What you will do
Output the data that follows, keeping every line identical.

Supplied data
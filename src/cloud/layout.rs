//! Deterministic word-cloud layout for a fixed 500×400 canvas.
//!
//! Classic frequency cloud: words are sized by how often they appear in the
//! bucket, then placed along an archimedean spiral from the canvas center
//! outwards, skipping positions that collide with already-placed words.
//! The spiral's starting angle and each word's gradient position derive
//! from an FNV hash of the word, so a given word list always produces the
//! same picture — no RNG anywhere.

use std::collections::HashMap;

use crate::cloud::palette::{ColorScheme, Rgb};

/// Canvas width in logical pixels.
pub const CLOUD_WIDTH: f32 = 500.0;
/// Canvas height in logical pixels.
pub const CLOUD_HEIGHT: f32 = 400.0;

/// Most words drawn per cloud; the long tail of singletons adds clutter,
/// not information.
const MAX_WORDS: usize = 60;

/// Font size bounds in points.
const MIN_SIZE: f32 = 13.0;
const MAX_SIZE: f32 = 64.0;

/// Spiral growth per radian and angle step per probe.
const SPIRAL_GROWTH: f32 = 1.9;
const SPIRAL_STEP: f32 = 0.35;
const SPIRAL_MAX_PROBES: usize = 600;

/// Gap kept between word boxes.
const PADDING: f32 = 2.0;

// ---------------------------------------------------------------------------
// PlacedWord / WordCloud
// ---------------------------------------------------------------------------

/// One word with its final geometry and color.
#[derive(Debug, Clone, PartialEq)]
pub struct PlacedWord {
    pub text: String,
    /// Font size in points.
    pub size: f32,
    /// Center of the word box, canvas coordinates (origin top-left).
    pub x: f32,
    pub y: f32,
    pub color: Rgb,
}

/// A finished layout for one category panel.
#[derive(Debug, Clone, PartialEq)]
pub struct WordCloud {
    pub words: Vec<PlacedWord>,
    pub scheme: ColorScheme,
}

impl WordCloud {
    /// Lay out `words` (bucket contents, duplicates meaningful) on the
    /// canvas.  Returns `None` for an empty list — the caller shows the
    /// "no words found" warning instead of an empty panel.
    pub fn layout(words: &[String], scheme: ColorScheme) -> Option<WordCloud> {
        if words.is_empty() {
            return None;
        }

        let ranked = rank_by_frequency(words);
        let max_count = ranked.first().map_or(1, |e| e.count);

        let mut placed: Vec<PlacedWord> = Vec::new();
        let mut boxes: Vec<Box2> = Vec::new();

        for entry in ranked.into_iter().take(MAX_WORDS) {
            let weight = (entry.count as f32 / max_count as f32).sqrt();
            let size = MIN_SIZE + (MAX_SIZE - MIN_SIZE) * weight;

            let seed = word_seed(&entry.form);
            let color = scheme.sample(0.2 + 0.8 * seed_fraction(seed));

            let half = text_half_extent(&entry.form, size);
            if let Some((x, y)) = place_on_spiral(half, seed, &boxes) {
                boxes.push(Box2::centered(x, y, half));
                placed.push(PlacedWord {
                    text: entry.form,
                    size,
                    x,
                    y,
                    color,
                });
            }
            // A word that finds no free spot is dropped; later (smaller)
            // words may still fit.
        }

        Some(WordCloud {
            words: placed,
            scheme,
        })
    }
}

// ---------------------------------------------------------------------------
// Frequency ranking
// ---------------------------------------------------------------------------

struct RankedWord {
    form: String,
    count: usize,
    first_index: usize,
}

/// Count case-insensitively, display the first-seen form, order by count
/// descending with first appearance as the tie-breaker.
fn rank_by_frequency(words: &[String]) -> Vec<RankedWord> {
    let mut index: HashMap<String, usize> = HashMap::new();
    let mut ranked: Vec<RankedWord> = Vec::new();

    for (i, word) in words.iter().enumerate() {
        let key = word.to_lowercase();
        match index.get(&key) {
            Some(&slot) => ranked[slot].count += 1,
            None => {
                index.insert(key, ranked.len());
                ranked.push(RankedWord {
                    form: word.clone(),
                    count: 1,
                    first_index: i,
                });
            }
        }
    }

    ranked.sort_by(|a, b| {
        b.count
            .cmp(&a.count)
            .then(a.first_index.cmp(&b.first_index))
    });
    ranked
}

// ---------------------------------------------------------------------------
// Placement
// ---------------------------------------------------------------------------

/// Half-extents `(w/2, h/2)` of a word's bounding box, estimated from the
/// font size.  egui's default proportional font runs close to 0.55 em per
/// character.
fn text_half_extent(text: &str, size: f32) -> (f32, f32) {
    let width = size * 0.55 * text.chars().count() as f32;
    let height = size * 1.15;
    (width / 2.0 + PADDING, height / 2.0 + PADDING)
}

/// Walk the spiral until a collision-free, in-bounds center is found.
fn place_on_spiral(half: (f32, f32), seed: u64, boxes: &[Box2]) -> Option<(f32, f32)> {
    let center_x = CLOUD_WIDTH / 2.0;
    let center_y = CLOUD_HEIGHT / 2.0;
    let start_angle = seed_fraction(seed) * std::f32::consts::TAU;

    for probe in 0..SPIRAL_MAX_PROBES {
        let theta = probe as f32 * SPIRAL_STEP;
        let radius = SPIRAL_GROWTH * theta;
        let angle = start_angle + theta;

        // Squash vertically to match the landscape canvas.
        let x = center_x + radius * angle.cos();
        let y = center_y + radius * 0.78 * angle.sin();

        let candidate = Box2::centered(x, y, half);
        if !candidate.inside_canvas() {
            continue;
        }
        if boxes.iter().any(|b| b.intersects(&candidate)) {
            continue;
        }
        return Some((x, y));
    }

    None
}

/// Axis-aligned box used for collision tests.
#[derive(Debug, Clone, Copy)]
struct Box2 {
    min_x: f32,
    min_y: f32,
    max_x: f32,
    max_y: f32,
}

impl Box2 {
    fn centered(x: f32, y: f32, (hw, hh): (f32, f32)) -> Self {
        Self {
            min_x: x - hw,
            min_y: y - hh,
            max_x: x + hw,
            max_y: y + hh,
        }
    }

    fn inside_canvas(&self) -> bool {
        self.min_x >= 0.0
            && self.min_y >= 0.0
            && self.max_x <= CLOUD_WIDTH
            && self.max_y <= CLOUD_HEIGHT
    }

    fn intersects(&self, other: &Box2) -> bool {
        self.min_x < other.max_x
            && other.min_x < self.max_x
            && self.min_y < other.max_y
            && other.min_y < self.max_y
    }
}

// ---------------------------------------------------------------------------
// Hash seeding
// ---------------------------------------------------------------------------

/// FNV-1a over the word bytes; stable across runs and platforms.
fn word_seed(word: &str) -> u64 {
    let mut hash: u64 = 0xcbf2_9ce4_8422_2325;
    for byte in word.bytes() {
        hash ^= byte as u64;
        hash = hash.wrapping_mul(0x0000_0100_0000_01b3);
    }
    hash
}

/// Map a seed to `[0, 1)`.
fn seed_fraction(seed: u64) -> f32 {
    (seed % 10_000) as f32 / 10_000.0
}

// ---------------------------------------------------------------------------
// Tests
// ---------------------------------------------------------------------------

Reply to the exercise
filename src/cloud/layout.rs
//! Deterministic word-cloud layout for a fixed 500×400 canvas.
//!
//! Classic frequency cloud: words are sized by how often they appear in the
//! bucket, then placed along an archimedean spiral from the canvas center
//! outwards, skipping positions that collide with already-placed words.
//! The spiral's starting angle and each word's gradient position derive
//! from an FNV hash of the word, so a given word list always produces the
//! same picture — no RNG anywhere.

use std::collections::HashMap;

use crate::cloud::palette::{ColorScheme, Rgb};

/// Canvas width in logical pixels.
pub const CLOUD_WIDTH: f32 = 500.0;
/// Canvas height in logical pixels.
pub const CLOUD_HEIGHT: f32 = 400.0;

/// Most words drawn per cloud; the long tail of singletons adds clutter,
/// not information.
const MAX_WORDS: usize = 60;

/// Font size bounds in points.
const MIN_SIZE: f32 = 13.0;
const MAX_SIZE: f32 = 64.0;

/// Spiral growth per radian and angle step per probe.
const SPIRAL_GROWTH: f32 = 1.9;
const SPIRAL_STEP: f32 = 0.35;
const SPIRAL_MAX_PROBES: usize = 600;

/// Gap kept between word boxes.
const PADDING: f32 = 2.0;

// ---------------------------------------------------------------------------
// PlacedWord / WordCloud
// ---------------------------------------------------------------------------

/// One word with its final geometry and color.
#[derive(Debug, Clone, PartialEq)]
pub struct PlacedWord {
    pub text: String,
    /// Font size in points.
    pub size: f32,
    /// Center of the word box, canvas coordinates (origin top-left).
    pub x: f32,
    pub y: f32,
    pub color: Rgb,
}

/// A finished layout for one category panel.
#[derive(Debug, Clone, PartialEq)]
pub struct WordCloud {
    pub words: Vec<PlacedWord>,
    pub scheme: ColorScheme,
}

impl WordCloud {
    /// Lay out `words` (bucket contents, duplicates meaningful) on the
    /// canvas.  Returns `None` for an empty list — the caller shows the
    /// "no words found" warning instead of an empty panel.
    pub fn layout(words: &[String], scheme: ColorScheme) -> Option<WordCloud> {
        if words.is_empty() {
            return None;
        }

        let ranked = rank_by_frequency(words);
        let max_count = ranked.first().map_or(1, |e| e.count);

        let mut placed: Vec<PlacedWord> = Vec::new();
        let mut boxes: Vec<Box2> = Vec::new();

        for entry in ranked.into_iter().take(MAX_WORDS) {
            let weight = (entry.count as f32 / max_count as f32).sqrt();
            let size = MIN_SIZE + (MAX_SIZE - MIN_SIZE) * weight;

            let seed = word_seed(&entry.form);
            let color = scheme.sample(0.2 + 0.8 * seed_fraction(seed));

            let half = text_half_extent(&entry.form, size);
            if let Some((x, y)) = place_on_spiral(half, seed, &boxes) {
                boxes.push(Box2::centered(x, y, half));
                placed.push(PlacedWord {
                    text: entry.form,
                    size,
                    x,
                    y,
                    color,
                });
            }
            // A word that finds no free spot is dropped; later (smaller)
            // words may still fit.
        }

        Some(WordCloud {
            words: placed,
            scheme,
        })
    }
}

// ---------------------------------------------------------------------------
// Frequency ranking
// ---------------------------------------------------------------------------

struct RankedWord {
    form: String,
    count: usize,
    first_index: usize,
}

/// Count case-insensitively, display the first-seen form, order by count
/// descending with first appearance as the tie-breaker.
fn rank_by_frequency(words: &[String]) -> Vec<RankedWord> {
    let mut index: HashMap<String, usize> = HashMap::new();
    let mut ranked: Vec<RankedWord> = Vec::new();

    for (i, word) in words.iter().enumerate() {
        let key = word.to_lowercase();
        match index.get(&key) {
            Some(&slot) => ranked[slot].count += 1,
            None => {
                index.insert(key, ranked.len());
                ranked.push(RankedWord {
                    form: word.clone(),
                    count: 1,
                    first_index: i,
                });
            }
        }
    }

    ranked.sort_by(|a, b| {
        b.count
            .cmp(&a.count)
            .then(a.first_index.cmp(&b.first_index))
    });
    ranked
}

// ---------------------------------------------------------------------------
// Placement
// ---------------------------------------------------------------------------

/// Half-extents `(w/2, h/2)` of a word's bounding box, estimated from the
/// font size.  egui's default proportional font runs close to 0.55 em per
/// character.
fn text_half_extent(text: &str, size: f32) -> (f32, f32) {
    let width = size * 0.55 * text.chars().count() as f32;
    let height = size * 1.15;
    (width / 2.0 + PADDING, height / 2.0 + PADDING)
}

/// Walk the spiral until a collision-free, in-bounds center is found.
fn place_on_spiral(half: (f32, f32), seed: u64, boxes: &[Box2]) -> Option<(f32, f32)> {
    let center_x = CLOUD_WIDTH / 2.0;
    let center_y = CLOUD_HEIGHT / 2.0;
    let start_angle = seed_fraction(seed) * std::f32::consts::TAU;

    for probe in 0..SPIRAL_MAX_PROBES {
        let theta = probe as f32 * SPIRAL_STEP;
        let radius = SPIRAL_GROWTH * theta;
        let angle = start_angle + theta;

        // Squash vertically to match the landscape canvas.
        let x = center_x + radius * angle.cos();
        let y = center_y + radius * 0.78 * angle.sin();

        let candidate = Box2::centered(x, y, half);
        if !candidate.inside_canvas() {
            continue;
        }
        if boxes.iter().any(|b| b.intersects(&candidate)) {
            continue;
        }
        return Some((x, y));
    }

    None
}

/// Axis-aligned box used for collision tests.
#[derive(Debug, Clone, Copy)]
struct Box2 {
    min_x: f32,
    min_y: f32,
    max_x: f32,
    max_y: f32,
}

impl Box2 {
    fn centered(x: f32, y: f32, (hw, hh): (f32, f32)) -> Self {
        Self {
            min_x: x - hw,
            min_y: y - hh,
            max_x: x + hw,
            max_y: y + hh,
        }
    }

    fn inside_canvas(&self) -> bool {
        self.min_x >= 0.0
            && self.min_y >= 0.0
            && self.max_x <= CLOUD_WIDTH
            && self.max_y <= CLOUD_HEIGHT
    }

    fn intersects(&self, other: &Box2) -> bool {
        self.min_x < other.max_x
            && other.min_x < self.max_x
            && self.min_y < other.max_y
            && other.min_y < self.max_y
    }
}

// ---------------------------------------------------------------------------
// Hash seeding
// ---------------------------------------------------------------------------

/// FNV-1a over the word bytes; stable across runs and platforms.
fn word_seed(word: &str) -> u64 {
    let mut hash: u64 = 0xcbf2_9ce4_8422_2325;
    for byte in word.bytes() {
        hash ^= byte as u64;
        hash = hash.wrapping_mul(0x0000_0100_0000_01b3);
    }
    hash
}

/// Map a seed to `[0, 1)`.
fn seed_fraction(seed: u64) -> f32 {
    (seed % 10_000) as f32 / 10_000.0
}

// ---------------------------------------------------------------------------
// Tests
// ---------------------------------------------------------------------------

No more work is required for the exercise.